Umbrine Fatima, MD, FACP | Kenmore Mercy Hospital, Buffalo, NY
Thanks for sharing your experience. I am glad your mom survived the errors. There are so many who unfortunately don't. Your mom is also fortunate to have you as the pharmacist, watching over her carefully as docs pour their "treatments" into her.

Given my extensive experience in clinical informatics and EHR development, I can confirm that the EHR vendors can certainly activate the feature to alert users when Beers list medication is prescribed. This is was one of the key feature of Clinical Decision Support (CDS) certification criteria several years ago. You may want to ask your mom's
doctor to reach out to his/her EHR vendor and ask for this feature to be activated / implemented. CDS can be set to trigger alert for predefined demographic groups (for example, all age 65 or older) who are on the medications on the Beers list. The key will be for the vendors to realize the patient safety value in activating this feature.

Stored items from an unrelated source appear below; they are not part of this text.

//! Property-based tests for the two round-trip guarantees:
//!
//! - printing any parser-producible tree and parsing it back gives the same tree
//! - checking the termified form of any schema value gives the same value

use proptest::prelude::*;
use termpose::{
    combine_trans, ensure_tag, float_trans, from_str_with, int_trans, map_trans, optional_tag,
    parse, print, print_with_options, string_trans, tagged_sequence, to_string_with,
    PrintOptions, Term, Trans,
};

/// Text for a leaf: mostly plain words, sometimes anything at all.
fn leaf_text() -> impl Strategy<Value = String> {
    prop_oneof![
        4 => "[a-z][a-z0-9_.'-]{0,8}",
        1 => any::<String>(),
        1 => "[a-z ]{1,12}(\n[a-z ]{1,12}){1,3}",
    ]
}

fn tag_text() -> impl Strategy<Value = String> {
    prop_oneof![
        4 => "[a-z]{1,8}",
        1 => any::<String>(),
    ]
}

/// Trees the parser can produce. The parser never builds a node carrying both
/// a tag and a value, so neither does this.
fn arb_term() -> impl Strategy<Value = Term> {
    let leaf = leaf_text().prop_map(Term::leaf);
    leaf.prop_recursive(5, 48, 6, |inner| {
        prop_oneof![
            prop::collection::vec(inner.clone(), 0..6).prop_map(Term::list),
            (tag_text(), prop::collection::vec(inner, 0..6))
                .prop_map(|(tag, children)| Term::tagged(tag, children)),
        ]
    })
}

fn roundtrip(t: &Term, options: &PrintOptions) -> std::result::Result<(), TestCaseError> {
    let text = print_with_options(t, options);
    match parse(&text) {
        Ok(back) => {
            prop_assert_eq!(&back, t, "printed:\n{}", text);
            Ok(())
        }
        Err(e) => Err(TestCaseError::fail(format!("{}\nprinted:\n{}", e, text))),
    }
}

#[derive(Debug, Clone, PartialEq)]
struct Product {
    name: String,
    cost: f64,
    stock: i64,
    note: Option<String>,
}

fn arb_product() -> impl Strategy<Value = Product> {
    (
        leaf_text(),
        any::<f64>().prop_filter("finite", |x| x.is_finite()),
        any::<i64>(),
        proptest::option::of(leaf_text()),
    )
        .prop_map(|(name, cost, stock, note)| Product {
            name,
            cost,
            stock,
            note,
        })
}

fn products() -> impl Trans<Vec<Product>> {
    tagged_sequence(
        "products",
        combine_trans(
            |(name, cost, stock, note)| Product {
                name,
                cost,
                stock,
                note,
            },
            |p: &Product| (p.name.clone(), p.cost, p.stock, p.note.clone()),
            (
                string_trans(),
                ensure_tag("cost", float_trans()),
                ensure_tag("stock", int_trans()),
                optional_tag("note", string_trans()),
            ),
        ),
    )
}

proptest! {
    #[test]
    fn prop_print_parse_roundtrip(t in arb_term()) {
        roundtrip(&t, &PrintOptions::default())?;
    }

    #[test]
    fn prop_roundtrip_with_spaces_and_no_blocks(t in arb_term(), n in 1usize..5) {
        roundtrip(&t, &PrintOptions::new().with_spaces(n).with_string_blocks(false))?;
    }

    #[test]
    fn prop_print_is_deterministic(t in arb_term()) {
        let once = print(&t);
        let reparsed = parse(&once).unwrap();
        prop_assert_eq!(print(&reparsed), once);
    }

    #[test]
    fn prop_products_check_termify(items in prop::collection::vec(arb_product(), 0..8)) {
        let schema = products();
        prop_assert_eq!(schema.check(&schema.termify(&items)).unwrap(), items);
    }

    #[test]
    fn prop_products_through_text(items in prop::collection::vec(arb_product(), 0..8)) {
        let schema = products();
        let text = to_string_with(&items, &schema);
        prop_assert_eq!(from_str_with(&text, &schema).unwrap(), items);
    }

    #[test]
    fn prop_fail_fast_index(len in 1usize..10, bad in 0usize..10) {
        let bad = bad % len;
        let mut doc = String::from("n");
        for i in 0..len {
            if i == bad {
                doc.push_str("\n\toops");
            } else {
                doc.push_str(&format!("\n\t{}", i));
            }
        }
        let err = tagged_sequence("n", int_trans()).check(&parse(&doc).unwrap()).unwrap_err();
        prop_assert_eq!(err.index(), Some(bad));
    }

    #[test]
    fn prop_map_keeps_order(keys in prop::collection::vec("[a-z]{1,6}", 0..10)) {
        let doc: Vec<String> = keys.iter().enumerate().map(|(i, k)| format!("{}:{}", k, i)).collect();
        let map = map_trans(int_trans()).check(&parse(&format!("({})", doc.join(" "))).unwrap()).unwrap();
        let mut expected: Vec<&String> = Vec::new();
        for k in &keys {
            if !expected.contains(&k) {
                expected.push(k);
            }
        }
        prop_assert_eq!(map.keys().collect::<Vec<_>>(), expected);
    }
}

Meanwhile I am glad that deprescribing is going vogue – there was a recent article from NYACP Geriatric Spotlight: Deprescription, The New Fashion in Prescribing! https://www.nyacp.org/i4a/headlines/headlinedetails.cfm?id=136 . Certainly it has some challenges but what worthy cause doesn’t?

Deprescribing is certainly time consuming and perhaps one of the many reasons why it is easier and faster to right a prescription than to educate, or to deprescribe. And the inherent risk of withdrawal side effects further deter the best of us. Barriers that I have come across include both physician resistance and caregiver/patient resistance to change. Change from what they have been taking for years, for example, is not an easy one to make. A 78-y/o male with severe arthralgia/myalgia on statin for primary prevention does not want to stop his statin because "it is good for the heart". That's the outcome of years of direct to consumer propaganda whereas the messages about its diminished role in primary prevention has not been presented with as much fanfare as the launch of statins was many years ago.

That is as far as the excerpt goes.